Aside from this destructive narrative, do you think there are pressures and cultural values in the black community that are encouraged when looking for a partner?
MN: Well, I think there are some cultural values prevalent in the black community that can lead to unhealthy partnering dynamics. It’s a problem with patriarchy in general actually. Patriarchy is a white male construct that comes out of slavery. I had a guy ask me, is it true that white women are more submissive than black women. I was like, what?. Do you know the historical concepts of this messaging? You don’t even understand how much you have been colonized in your thinking. And, why are we still thinking and talking about submission? And, why is the submission of women necessary for a man to feel secure in himself? That is problematic. The women and men that live in that [patriarchal] construct have the most problems in their relationships. Men that are most secure are not threatened by a strong black woman and it doesn’t make them weak. They can just accommodate a woman’s strength.
SM: Truth! And there is such a stigma around being a ‘strong black woman.’ I struggled with embracing it and also rejecting it at times.
MN: Yes. If you are independent and make your own money, then there is inherently something wrong with that and it labels and judges black women who are assertive.
SM: So, where is black love going? *silently throws up emoji pray hands*
MN: In 1970, 70% of black households were married. In 2010 it was down to 33% [According to 2015 American Survey Data]. It has been trending away from committed relationships.
SM: *frantically schedules couple massage for husbae*
MN: However, this is not unique to black couples. What is helpful is for people who have the power to influence other’s thinking [media, celebrities) to start exhibiting a respectful attitude toward the opposite sex. People will follow. There is a lot of negative imagery that even black people self-promote. If we change the narrative and the exposure to healthy relationships, then black love will start to shift. But it takes time. As black people, we have to be more responsible for the images that we project.
SM: What additional advice would you give young black couples today?
MN: Work on your stuff and don’t look for someone else to fix the broken parts of you. People have so much unhealed trauma, wounds and pain, and they get in relationships and project that pain on someone else as if it is their responsibility to fix that. And, it never works. Someone else can’t fix your pain. It is also really oppressive for someone to have that responsibility put on them. Even when people try, you can’t fix that. You have to fix that for yourself. Broken people have jagged edges. Imagine trying to hug a cut piece of glass.
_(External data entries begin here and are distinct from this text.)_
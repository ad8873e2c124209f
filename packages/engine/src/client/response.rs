//! Acting on a parsed response head, and finishing a transaction

use tracing::{debug, info, warn};

use super::{resolve_location, ChunkState};
use crate::conn::{ConnId, LrsState, PendingTimeout, RoleTag, RxFlowReason};
use crate::error::{Error, Result};
use crate::headers::{HdrToken, ParserState};
use crate::protocol::{Reason, ResponseHead};
use crate::role::{H1, H2};
use crate::service::Worker;

/// Seconds an idle keep-alive connection waits for another request
const CLIENT_CONN_IDLE_SECS: u64 = 5;

impl Worker {
    /// The response head for the current transaction on `id` is complete:
    /// follow a redirect, or establish the transaction and tell the user.
    ///
    /// # Errors
    ///
    /// Any error means the connection was reported and closed.
    pub fn interpret_server_response(&mut self, id: ConnId) -> Result<()> {
        match self.interpret_inner(id) {
            Ok(()) => Ok(()),
            Err(err) => {
                if self.contains(id) {
                    let msg = err.diagnostic().to_owned();
                    info!(conn = %id, reason = %msg, "closing at server reply");
                    self.client_connection_error(id, &msg);
                    self.close_free(id, &msg);
                }
                Err(err)
            }
        }
    }

    fn interpret_inner(&mut self, id: ConnId) -> Result<()> {
        let effective = self.client_wsi_effective(id);
        let (h2_stream, h2_alpn) = {
            let conn = self.conns.get(id).ok_or(Error::Closed)?;
            (conn.h2.http2_substream, conn.h2.client_h2_alpn)
        };
        let head = {
            let ah = self.header_table_of_mut(id).ok_or(Error::protocol("HS: URI missing"))?;
            let head = ResponseHead::from_header_table(ah, h2_stream)?;
            ah.set_http_response(head.status);
            head
        };
        debug!(conn = %id, effective = %effective, status = head.status, close = head.close, "response head");

        if head.is_redirect() {
            return self.follow_redirect(id, &head);
        }

        if !h2_alpn && !h2_stream && effective == id {
            self.settle_keepalive(id, head.close);
        }

        {
            let conn = self.conns.get_mut(id).ok_or(Error::Closed)?;
            if h2_alpn || h2_stream {
                conn.role_transition(RoleTag::H2Client, LrsState::Established, &H2);
            } else {
                conn.role_transition(RoleTag::H1Client, LrsState::Established, &H1);
            }
            conn.client.chunked = head.chunked;
            conn.client.chunk = ChunkState::Hex;
            conn.client.chunk_remaining = 0;
            let length = head.content_length.unwrap_or(0);
            conn.http.rx_content_length = length;
            conn.http.rx_content_remain = length;
        }
        if let Some(length) = head.content_length {
            debug!(conn = %id, length, "incoming content length");
        }

        if self.callback(effective, Reason::ClientFilterPreEstablish).is_close() {
            return Err(Error::protocol("HS: disallowed by client filter"));
        }
        self.clear_timeout(id);
        if let Some(conn) = self.conns.get_mut(id) {
            conn.flow.set(RxFlowReason::User, true);
        }
        self.sync_rx_flow(id);

        if self.callback(effective, Reason::EstablishedClientHttp).is_close() {
            return Err(Error::protocol("HS: disallowed at ESTABLISHED"));
        }

        // the host keeps its table for the next response; a waiter is done
        // with its own
        if effective != id {
            self.ah_detach_forced(effective);
        }
        info!(conn = %id, status = head.status, "client connection up");

        // an empty body is complete as soon as the head is
        if head.content_length == Some(0) && !head.chunked && self.transaction_completed_client(id).is_err() {
            self.close_free(id, "transaction completed");
            return Err(Error::Closed);
        }
        Ok(())
    }

    fn follow_redirect(&mut self, id: ConnId, head: &ResponseHead) -> Result<()> {
        let location = head
            .location
            .as_deref()
            .ok_or(Error::protocol("HS: Redirect code but no Location"))?;
        let (tls, port) = {
            let conn = self.conns.get(id).ok_or(Error::Closed)?;
            (conn.client.tls.use_ssl(), conn.client.c_port)
        };
        let (address, uri) = {
            let ah = self.header_table_of(id).ok_or(Error::protocol("HS: Redirect failed"))?;
            (
                ah.get(HdrToken::ClientPeerAddress).unwrap_or_default().to_owned(),
                ah.get(HdrToken::ClientUri).unwrap_or("/").to_owned(),
            )
        };
        let target = resolve_location(location, tls, &address, port, &uri)?;

        match self.client_reset(id, &target) {
            Ok(_) => Ok(()),
            Err(err) if err.is_redirect_limit() => Err(err),
            Err(err) => {
                warn!(conn = %id, error = %err, "redirect failed");
                Err(Error::protocol("HS: Redirect failed"))
            }
        }
    }

    /// First response on a fresh HTTP/1 connection decides whether queued
    /// waiters can share it.
    fn settle_keepalive(&mut self, id: ConnId, close: bool) {
        let Some(conn) = self.conns.get_mut(id) else {
            return;
        };
        if !close {
            conn.client.keepalive_active = true;
            if !conn.client.txn_queue.is_empty() {
                if let Err(err) = self.callback_on_writable(id) {
                    debug!(conn = %id, error = %err, "writable for queued waiters failed");
                }
            }
            return;
        }

        info!(conn = %id, "server rejected keepalive, restarting waiters");
        conn.client.keepalive_rejected = true;
        let waiters: Vec<ConnId> = conn.client.txn_queue.drain(..).collect();
        let registered = std::mem::take(&mut conn.client.registered);
        let vhost = std::sync::Arc::clone(&conn.vhost);
        if registered {
            vhost.registry().unregister(self.id, id);
        }

        for waiter in waiters {
            let Some(w) = self.conns.get_mut(waiter) else {
                continue;
            };
            w.client.queued_on = None;
            w.client.pipeline = false;
            w.role_transition(RoleTag::H1Client, LrsState::Unconnected, &H1);
            debug!(conn = %waiter, "restarting on its own connection");
            if let Err(err) = self.connect_2(waiter) {
                debug!(conn = %waiter, error = %err, "restart failed");
            }
        }
    }

    /// One response on `host` is fully received. Moves on to the next
    /// queued waiter, or lets the connection idle.
    ///
    /// # Errors
    ///
    /// An error means the caller must close `host`: the user asked for it,
    /// or the connection cannot carry another transaction.
    pub fn transaction_completed_client(&mut self, host: ConnId) -> Result<()> {
        let effective = self.client_wsi_effective(host);
        info!(conn = %host, effective = %effective, "transaction completed");

        if self.callback(effective, Reason::CompletedClientHttp).is_close() {
            debug!(conn = %host, "completed callback asked to close");
            return Err(Error::Closed);
        }

        let conn = self.conns.get(host).ok_or(Error::Closed)?;
        if !conn.client.registered {
            return Err(Error::Closed);
        }

        if conn.client.transaction_from_pipeline_queue && effective != host {
            debug!(conn = %host, waiter = %effective, "closing finished waiter");
            if let Some(w) = self.conns.get_mut(effective) {
                w.client.already_did_cce = true;
            }
            self.close_free(effective, "queued client done");
        }

        let conn = self.conns.get_mut(host).ok_or(Error::Closed)?;
        conn.client.transaction_from_pipeline_queue = true;
        conn.http.rx_content_length = 0;
        conn.http.rx_content_remain = 0;
        conn.hdr_parsing_completed = false;

        let next = self.client_wsi_effective(host);
        if next == host {
            info!(conn = %host, "nothing pipelined waiting");
            self.ah_detach_forced(host);
            self.set_timeout(host, PendingTimeout::ClientConnIdle, CLIENT_CONN_IDLE_SECS);
            return Ok(());
        }

        if let Some(conn) = self.conns.get_mut(host) {
            conn.set_state(LrsState::WaitingServerReply);
        }
        if self.conns.get(host).is_some_and(|c| c.ah.is_none()) {
            let _ = self.ah_attach(host);
        }
        if let Some(ah) = self.header_table_of_mut(host) {
            ah.reset();
            ah.set_parser_state(ParserState::NamePart);
        }
        let secs = self.config.timeout_secs;
        self.set_timeout(host, PendingTimeout::AwaitingServerResponse, secs);
        info!(conn = %host, next = %next, "new queued transaction");
        self.callback_on_writable(host)
    }
}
MN: Right. When you are healed, you attract other people who are healed. You are not attracted to people who are not healed. If you are married, before couples’ therapy, engage in your own individual therapy before.
SM: Great advice. Thank you for your time!
We end on the sweet note of pleasantries. As I reflect on Black love, I feel an anomaly of emotions: hopeful despair, warm fury, peaceful turmoil. But above all I feel at home.